A partir desta sexta, 29, eclipse solar e o planeta Mercúrio estarão com alta visibilidade. (Imagem: Divulgação/ Claus Bech)

Na sexta-feira (29), a visibilidade de Mercúrio estará em seu pico e poderá ser visto a olho nu, algo considerado raro pelos astrônomos. Para esclarecer, o planeta estará em seu alongamento oriental, ou seja, quando ele fica no momento mais distante do sol em relação à posição de sua órbita. Esse fenômeno celeste ocorre a cada 87 dias. E agora poderá ser contemplado durante o pôr do sol, na linha do horizonte.

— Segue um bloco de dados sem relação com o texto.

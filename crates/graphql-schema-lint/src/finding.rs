use serde::Serialize;

/// A single rule violation in a schema file.
#[derive(Debug, Clone, PartialEq, Eq, Serialize)]
pub struct Finding {
    /// Registry id of the rule that produced the finding.
    pub rule: &'static str,
    pub line: usize,
    pub column: usize,
    pub message: String,
}
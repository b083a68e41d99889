use super::types::*;
use crate::{Error, Result};
use async_trait::async_trait;
use reqwest::{Client, StatusCode, header};
use tracing::debug;

#[async_trait]
pub trait LlmClient: Send + Sync {
    async fn create_chat_completion(
        &self,
        token: &str,
        request: ChatCompletionRequest,
    ) -> Result<ChatCompletionResponse>;
}

pub struct GigaChatClient {
    http: Client,
    api_url: String,
}

impl GigaChatClient {
    pub fn new(http: Client, api_url: impl Into<String>) -> Self {
        Self {
            http,
            api_url: api_url.into(),
        }
    }
}

#[async_trait]
impl LlmClient for GigaChatClient {
    async fn create_chat_completion(
        &self,
        token: &str,
        request: ChatCompletionRequest,
    ) -> Result<ChatCompletionResponse> {
        debug!(
            "Creating chat completion with {} messages",
            request.messages.len()
        );

        let response = self
            .http
            .post(&self.api_url)
            .header(header::ACCEPT, "application/json")
            .bearer_auth(token)
            .json(&request)
            .send()
            .await?;

        let status = response.status();
        let body = response.text().await?;

        if status != StatusCode::OK {
            return Err(Error::Upstream {
                status: status.as_u16(),
                body,
            });
        }

        let completion: ChatCompletionResponse = serde_json::from_str(&body)?;
        if completion.choices.is_empty() {
            return Err(Error::MissingChoices);
        }

        debug!(
            "Received chat completion response with {} choices",
            completion.choices.len()
        );

        Ok(completion)
    }
}
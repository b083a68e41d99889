use serde::{Deserialize, Serialize};

pub const DEFAULT_SOURCES: [&str; 2] = ["https://itmo.ru/ru/", "https://abit.itmo.ru/"];

#[derive(Debug, Clone, Serialize, Deserialize)]
pub struct Config {
    #[serde(default)]
    pub server: ServerConfig,
    #[serde(default)]
    pub gigachat: GigaChatConfig,
    #[serde(default = "default_sources")]
    pub sources: Vec<String>,
}

#[derive(Debug, Clone, Serialize, Deserialize)]
pub struct ServerConfig {
    #[serde(default = "default_host")]
    pub host: String,
    #[serde(default = "default_port")]
    pub port: u16,
    #[serde(default)]
    pub logs: LogsConfig,
}

#[derive(Debug, Clone, Serialize, Deserialize)]
pub struct LogsConfig {
    #[serde(default = "default_log_level")]
    pub level: String,
}

#[derive(Debug, Clone, Serialize, Deserialize)]
pub struct GigaChatConfig {
    /// Base64 client credential. `SBER_AUTH` takes precedence.
    #[serde(default)]
    pub credentials: Option<String>,
    #[serde(default = "default_auth_url")]
    pub auth_url: String,
    #[serde(default = "default_api_url")]
    pub api_url: String,
    #[serde(default = "default_scope")]
    pub scope: String,
    #[serde(default = "default_model")]
    pub model: String,
    #[serde(default)]
    pub system_prompt: Option<String>,
    #[serde(default = "default_temperature")]
    pub temperature: f32,
    #[serde(default = "default_top_p")]
    pub top_p: f32,
    #[serde(default = "default_max_tokens")]
    pub max_tokens: u32,
    #[serde(default = "default_repetition_penalty")]
    pub repetition_penalty: f32,
    /// GigaChat endpoints are signed by a CA most trust stores lack.
    #[serde(default)]
    pub accept_invalid_certs: bool,
    #[serde(default)]
    pub timeout_secs: Option<u64>,
}

impl Default for Config {
    fn default() -> Self {
        Self {
            server: ServerConfig::default(),
            gigachat: GigaChatConfig::default(),
            sources: default_sources(),
        }
    }
}

impl Default for ServerConfig {
    fn default() -> Self {
        Self {
            host: default_host(),
            port: default_port(),
            logs: LogsConfig::default(),
        }
    }
}

impl Default for LogsConfig {
    fn default() -> Self {
        Self {
            level: default_log_level(),
        }
    }
}

impl Default for GigaChatConfig {
    fn default() -> Self {
        Self {
            credentials: None,
            auth_url: default_auth_url(),
            api_url: default_api_url(),
            scope: default_scope(),
            model: default_model(),
            system_prompt: None,
            temperature: default_temperature(),
            top_p: default_top_p(),
            max_tokens: default_max_tokens(),
            repetition_penalty: default_repetition_penalty(),
            accept_invalid_certs: false,
            timeout_secs: None,
        }
    }
}

fn default_sources() -> Vec<String> {
    DEFAULT_SOURCES.iter().map(|s| s.to_string()).collect()
}

fn default_host() -> String {
    "0.0.0.0".to_string()
}

fn default_port() -> u16 {
    8080
}

fn default_log_level() -> String {
    "info".to_string()
}

fn default_auth_url() -> String {
    "https://ngw.devices.sberbank.ru:9443/api/v2/oauth".to_string()
}

fn default_api_url() -> String {
    "https://gigachat.devices.sberbank.ru/api/v1/chat/completions".to_string()
}

fn default_scope() -> String {
    "GIGACHAT_API_PERS".to_string()
}

fn default_model() -> String {
    "GigaChat".to_string()
}

fn default_temperature() -> f32 {
    1.0
}

fn default_top_p() -> f32 {
    0.1
}

fn default_max_tokens() -> u32 {
    512
}

fn default_repetition_penalty() -> f32 {
    1.0
}
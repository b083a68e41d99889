mod types;

pub use types::*;

use crate::{Error, Result};
use reqwest::Url;
use std::{env, path::Path};
use tracing::debug;

pub const CREDENTIALS_ENV: &str = "SBER_AUTH";

/// Loads the configuration file (if any), applies environment overrides and
/// checks that a GigaChat credential is present.
pub async fn load() -> Result<Config> {
    let config_path = env::var("CONFIG_PATH").unwrap_or_else(|_| "config.yaml".to_string());

    let config = load_from_path(&config_path).await?;
    let config = apply_env(config, |key| env::var(key).ok());
    validate(&config)?;

    Ok(config)
}

pub async fn load_from_path(config_path: impl AsRef<Path>) -> Result<Config> {
    let config_path = config_path.as_ref();

    if !tokio::fs::try_exists(config_path).await? {
        debug!(
            "No configuration file at {}, using defaults",
            config_path.display()
        );
        return Ok(Config::default());
    }

    debug!("Loading configuration from: {}", config_path.display());

    let config_str = tokio::fs::read_to_string(config_path).await?;
    let config: Config = serde_yaml::from_str(&config_str)?;

    Ok(config)
}

/// Overlays `SBER_AUTH`, `HOST` and `PORT` onto the loaded configuration.
pub fn apply_env(mut config: Config, lookup: impl Fn(&str) -> Option<String>) -> Config {
    if let Some(credentials) = lookup(CREDENTIALS_ENV).filter(|v| !v.trim().is_empty()) {
        config.gigachat.credentials = Some(credentials);
    }
    if let Some(host) = lookup("HOST") {
        config.server.host = host;
    }
    if let Some(port) = lookup("PORT").and_then(|p| p.parse().ok()) {
        config.server.port = port;
    }
    config
}

pub fn validate(config: &Config) -> Result<()> {
    let has_credentials = config
        .gigachat
        .credentials
        .as_deref()
        .is_some_and(|c| !c.trim().is_empty());

    if !has_credentials {
        return Err(Error::config(format!(
            "{} is not set in the environment",
            CREDENTIALS_ENV
        )));
    }
    if config.sources.is_empty() {
        return Err(Error::config("sources must not be empty"));
    }
    for source in &config.sources {
        let url = Url::parse(source)
            .map_err(|e| Error::config(format!("invalid source URL '{}': {}", source, e)))?;
        if !matches!(url.scheme(), "http" | "https") {
            return Err(Error::config(format!(
                "source URL '{}' must use http or https",
                source
            )));
        }
    }

    Ok(())
}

No sábado seguinte (30), acontecerá um eclipse solar parcial, que poderá ser melhor observado no Chile, mas também ficará visível na Argentina e em partes do sul do Brasil. Os cientistas divulgaram, portanto, que o fenômeno deve surgir por volta das 17h41 (horário de Brasilia).

Segundo o Observatório Nacional, um eclipse do Sol ocorre quando a Lua fica entre o Sol e a Terra projetando uma sombra sobre a Terra. A sombra mais escura, onde toda a luz solar é bloqueada, é chamada umbra. Em torno da umbra se define a sombra mais clara, a penumbra, onde a luz solar é parcialmente bloqueada. Se o observador está na estreita faixa da Terra atingida pela umbra, ele vai ver o eclipse como total. Se está na área atingida pela penumbra, verá como parcial. E nos casos em que não há definição da umbra, como os eclipses solares de 2022, temos somente eclipse parcial.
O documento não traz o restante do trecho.